Делаю детей! - ч. 1, послевоенная быль

Рома Селезнёв
*  *   *
Эта история не совсем обычная.
Случилась она в послевоенную пору, сильно дефицитную на мужчин и парней. Касается она целенаправленно начавшего «дела творить»  с очень многими женщинами после возвращения с фронта молодого и, что будет сказано без преувеличения, довольно видного собой фронтовика – Григория Ожинкина.

Это был рослый и крепкий, с поджарым животом, жгучий брюнет с густыми прямыми волосами цвета воронова крыла и крупными, пронзительно синими миндалевидными глазами со слегка опущенными уголками, обладавший шикарной белоснежной улыбкой идеально ровных некрупных зубов и мягкими, классически правильными южнославянскими линиями губ, носа, скул и ушей.

Ещё пацаном знавал я этого красивого мужчину, бывшего в ту пору для меня моложавым, всегда улыбчивым и очень добрым дядей Гриней.
Не однажды и за просто так, за «спасибо», угощал он меня, равно как и других ребят, леденцовой «ириской» с приятным ванильным или мятным вкусом – очень редким угощением для детей совсем ещё близкой, кроваво и слёзно горькой, тяжким голодом памятной послевоенной поры.

В кармане извечного пиджака дяди Грини всегда бывали эти дешёвые конфетки. И он с доброй улыбкой угощал ими всех встречных детишек – пока они на тот раз не заканчивались у него. И погладить детишек по голове не забывал, да всё с каким-нибудь добрым словом или житейским вопросом. И так хорошо, так тепло становилось каждому из нас – и из-за нехитрого угощения, и от доброты такой бесконечной.

Как мне это запомнилось, у дяди Грини была своя довольно большая семья, состоявшая из четырёх сыновей. Но обычно я видел его одиноко шагающим по посёлку по своим делам или чем-то занимающимся в нашем не очень большом дворе, образованном тремя трёхэтажными домами, каждый из которых был в два подъезда, и которые близко друг от друга были расставлены по форме буквы «П».

И уже тогда мне казалось, что для такого взрослого и красивого мужчины, слегка убелённого сединами по вискам, дети его выглядели уж слишком маленькими: они все были младше меня. Так что его сыновей, когда они бывали вместе с отцом, со стороны можно было принять, скорее, за внуков.

Значительно позднее дядя Гриша, будучи уже в предпенсионном возрасте, всё же раскрылся передо мною, двадцатилетним на ту пору студентом третьего курса факультета журналистики, собиравшим для курсовой работы материалы о Великой Отечественной войне.
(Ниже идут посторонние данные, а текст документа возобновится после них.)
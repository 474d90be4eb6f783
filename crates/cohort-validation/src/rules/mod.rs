//! Built-in validation rules.

pub mod identity;
pub mod name;
pub mod postcode;
pub mod provider;

use std::sync::Arc;

pub use identity::{NhsNumberConsistencyRule, NhsNumberPresentRule};
pub use name::NamePresentRule;
pub use postcode::PostcodePresentRule;
pub use provider::PrimaryCareProviderRule;

use crate::config::ValidationConfig;
use crate::rule::ValidationRule;

/// The standard rule set, in registration order.
pub fn default_rules(config: &ValidationConfig) -> Vec<Arc<dyn ValidationRule>> {
    vec![
        Arc::new(PrimaryCareProviderRule),
        Arc::new(NhsNumberPresentRule),
        Arc::new(NhsNumberConsistencyRule),
        Arc::new(NamePresentRule),
        Arc::new(PostcodePresentRule::new(
            config.postcode_min_len,
            config.postcode_max_len,
        )),
    ]
}

/// Message used by every rule that needs a demographic row.
pub(crate) const NO_DEMOGRAPHIC: &str = "No demographic record found";

/// `None`, or text that is empty after trimming.
pub(crate) fn is_missing(value: Option<&str>) -> bool {
    value.map_or(true, |v| v.trim().is_empty())
}
use std::collections::{BTreeMap, BTreeSet};
use std::sync::Arc;

use chrono::{DateTime, Utc};
use cohort_store::ProjectionStore;
use cohort_types::{ParticipantKey, ParticipantSnapshot};
use futures::future::join_all;
use serde::{Deserialize, Serialize};
use tracing::{debug, warn};

use crate::config::TransformationConfig;
use crate::error::{TransformError, TransformResult};
use crate::rule::{RuleOutcome, TransformationRule, WorkingCopy};

// ---------------------------------------------------------------------------
// Outcomes
// ---------------------------------------------------------------------------

#[derive(Clone, Copy, Debug, Default, PartialEq, Eq, Serialize, Deserialize)]
pub struct TransformationSummary {
    pub total_rules: usize,
    /// Rules reporting `applied = true`.
    pub rules_applied: usize,
    /// Sum of changed-field counts across all rules.
    pub total_field_changes: usize,
    pub rules_failed: usize,
}

impl TransformationSummary {
    fn from_outcomes<'a>(outcomes: impl Iterator<Item = &'a RuleOutcome>) -> Self {
        outcomes.fold(Self::default(), |mut s, o| {
            s.total_rules += 1;
            s.rules_applied += usize::from(o.applied);
            s.total_field_changes += o.changes.len();
            s.rules_failed += usize::from(o.is_error());
            s
        })
    }
}

/// Inbound and outbound snapshots of one participant plus what each rule
/// did in between.
#[derive(Clone, Debug, PartialEq, Eq, Serialize, Deserialize)]
pub struct TransformationOutcome {
    pub key: ParticipantKey,
    pub inbound: ParticipantSnapshot,
    pub outbound: ParticipantSnapshot,
    pub conditional_results: Vec<RuleOutcome>,
    pub replacement_results: Vec<RuleOutcome>,
    pub summary: TransformationSummary,
    pub transformed_at: DateTime<Utc>,
}

impl TransformationOutcome {
    /// `true` when some rule failed to apply.
    pub fn has_errors(&self) -> bool {
        self.summary.rules_failed > 0
    }

    pub fn results(&self) -> impl Iterator<Item = &RuleOutcome> {
        self.conditional_results
            .iter()
            .chain(self.replacement_results.iter())
    }
}

/// Per-key entry of a batch transformation.
#[derive(Clone, Debug, PartialEq, Eq, Serialize, Deserialize)]
#[serde(rename_all = "snake_case")]
pub enum TransformItem {
    Transformed(Box<TransformationOutcome>),
    Error { message: String },
}

#[derive(Clone, Copy, Debug, Default, PartialEq, Eq, Serialize, Deserialize)]
pub struct BatchSummary {
    pub total: usize,
    pub successful: usize,
    pub failed: usize,
}

#[derive(Clone, Debug, PartialEq, Eq, Serialize, Deserialize)]
pub struct BatchTransformation {
    pub results: BTreeMap<ParticipantKey, TransformItem>,
    pub summary: BatchSummary,
}

// ---------------------------------------------------------------------------
// TransformationEngine
// ---------------------------------------------------------------------------

/// Applies conditional and replacement rules to a disconnected copy of a
/// participant's snapshot.
///
/// Conditional rules run first, in registration order, against one shared
/// working copy: a later rule observes the updates of an earlier one.
/// Replacement rules then run in registration order on the same copy. The
/// engine reads from the store but never writes to it.
pub struct TransformationEngine<S: ?Sized> {
    store: Arc<S>,
    rules: Vec<TransformationRule>,
}

impl<S> TransformationEngine<S>
where
    S: ProjectionStore + ?Sized,
{
    /// Create an engine with no rules.
    pub fn new(store: Arc<S>) -> Self {
        Self {
            store,
            rules: Vec::new(),
        }
    }

    /// Create an engine from configured rule sets, rejecting invalid rules.
    pub fn from_config(store: Arc<S>, config: &TransformationConfig) -> TransformResult<Self> {
        let mut engine = Self::new(store);
        for rule in config.rules() {
            engine.add_rule(rule)?;
        }
        Ok(engine)
    }

    /// Create an engine with the built-in rule sets.
    pub fn with_default_rules(store: Arc<S>) -> TransformResult<Self> {
        Self::from_config(store, &TransformationConfig::default())
    }

    /// Register a rule after checking its definition.
    pub fn add_rule(&mut self, rule: impl Into<TransformationRule>) -> TransformResult<()> {
        let rule = rule.into();
        rule.check()?;
        self.rules.push(rule);
        Ok(())
    }

    pub fn rules(&self) -> &[TransformationRule] {
        &self.rules
    }

    /// Transform one participant from its persisted snapshot.
    ///
    /// Fails with `NotFound` only when neither projection exists.
    pub async fn transform(&self, key: ParticipantKey) -> TransformResult<TransformationOutcome> {
        let snapshot = self.store.snapshot(key).await?;
        if snapshot.is_empty() {
            return Err(TransformError::NotFound(key));
        }
        Ok(self.apply(&snapshot))
    }

    /// Transform many participants independently. Failures are captured
    /// per key; duplicate keys are transformed once.
    pub async fn transform_batch(
        &self,
        keys: &[ParticipantKey],
    ) -> TransformResult<BatchTransformation> {
        if keys.is_empty() {
            return Err(TransformError::InvalidInput(
                "batch must contain at least one key".into(),
            ));
        }
        let unique: BTreeSet<ParticipantKey> = keys.iter().copied().collect();
        let outcomes = join_all(
            unique
                .iter()
                .map(|key| async move { (*key, self.transform(*key).await) }),
        )
        .await;

        let mut summary = BatchSummary {
            total: unique.len(),
            ..BatchSummary::default()
        };
        let results = outcomes
            .into_iter()
            .map(|(key, outcome)| {
                let item = match outcome {
                    Ok(outcome) => {
                        summary.successful += 1;
                        TransformItem::Transformed(Box::new(outcome))
                    }
                    Err(err) => {
                        summary.failed += 1;
                        TransformItem::Error {
                            message: err.to_string(),
                        }
                    }
                };
                (key, item)
            })
            .collect();
        Ok(BatchTransformation { results, summary })
    }

    /// Run every rule over a copy of `snapshot`. Pure: no store access.
    pub fn apply(&self, snapshot: &ParticipantSnapshot) -> TransformationOutcome {
        let mut working: WorkingCopy = snapshot.clone();
        let conditional_results = self.run(&mut working, true);
        let replacement_results = self.run(&mut working, false);
        let summary = TransformationSummary::from_outcomes(
            conditional_results.iter().chain(replacement_results.iter()),
        );
        debug!(
            key = %snapshot.key,
            rules_applied = summary.rules_applied,
            field_changes = summary.total_field_changes,
            "participant transformed"
        );
        TransformationOutcome {
            key: snapshot.key,
            inbound: snapshot.clone(),
            outbound: working,
            conditional_results,
            replacement_results,
            summary,
            transformed_at: Utc::now(),
        }
    }

    fn run(&self, working: &mut WorkingCopy, conditional: bool) -> Vec<RuleOutcome> {
        self.rules
            .iter()
            .filter(|rule| rule.is_conditional() == conditional)
            .map(|rule| match rule.apply(working) {
                Ok(outcome) => outcome,
                Err(err) => {
                    warn!(rule = rule.name(), key = %working.key, error = %err, "transformation rule failed");
                    RuleOutcome::failed(rule.name(), &err)
                }
            })
            .collect()
    }
}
Правда, произошло это непросто и не сразу, а в течение некоторого периода довольно плотного с ним общения. Но, в конечном итоге, я был очень рад тому, что стал, видимо, единичным, если вообще не единственным слушателем его неспешного и горьковато интимного повествования о необычной жизненной позиции советского человека, выглядевшей в ту пору совершенно неординарной с моральной точки зрения.

Да и в наши дни, уже по прошествии столь значительного мирного времени, такое с трудом воспринимается адекватно. Но, тем не менее, речь ниже пойдёт о том, каким всё-таки мог бы быть, да и был таковым (ведь дядя Гриша – далеко не единичный тому пример) настоящий мужчина в очень трудную для всего советского народа и голодную к тому же послевоенную пору восстановления разрушенного войной народного хозяйства Советского Союза.

Далеко не сразу добился я доверия у этого неординарного фронтовика, ой и не сразу... И всё же личное его «откровение» и только для меня одного состоялось в апреле 1981 года, когда мы вдвоём долгонько и уютно посидели под старыми раскидистыми ивами на берегу большого поселкового пруда. Дядя Гриша там частенько отдыхал и рыбачил. В последнее время он делал это привычно, хоть и без особого успеха – просто сидел, размышляя о пережитом и о современном времени...

И тогда, вначале под его водочку, чтобы всё было «без спаивания молодёжи», он неспешно, очень собранно и взвешенно, с большими перерывам, рваными отрывками и с трудом рассказывал мне о той самой войне...
А затем перешёл на события, на ту пору ставшие уже тридцатишестилетней давности. И ещё тщательнее подбирал слова, порой явно стараясь не сорваться голосом. Потому что он, даже собрав всю свою волю в кулак, и даже с учётом миновавшего времени, всё же снова переживал очень сильные эмоции.
Я видел это...

А затем, когда язык ветерана немного развязался, правда, произошло это с его согласия угоститься и «моей» студенческой водочкой, чему дядя Гриша вначале не столько обрадовался, сколько остался недоволен, мол, не к чему молодёжи пить такую дрянь (но я удачно оправдался тем, что не для себя купил её, да и впоследствии не усердствовал перед ним, что ему особо понравилось), ветеран, постепенно раскрываясь всё глубже и полнее, рассказал мне о своих непростых интимных делах.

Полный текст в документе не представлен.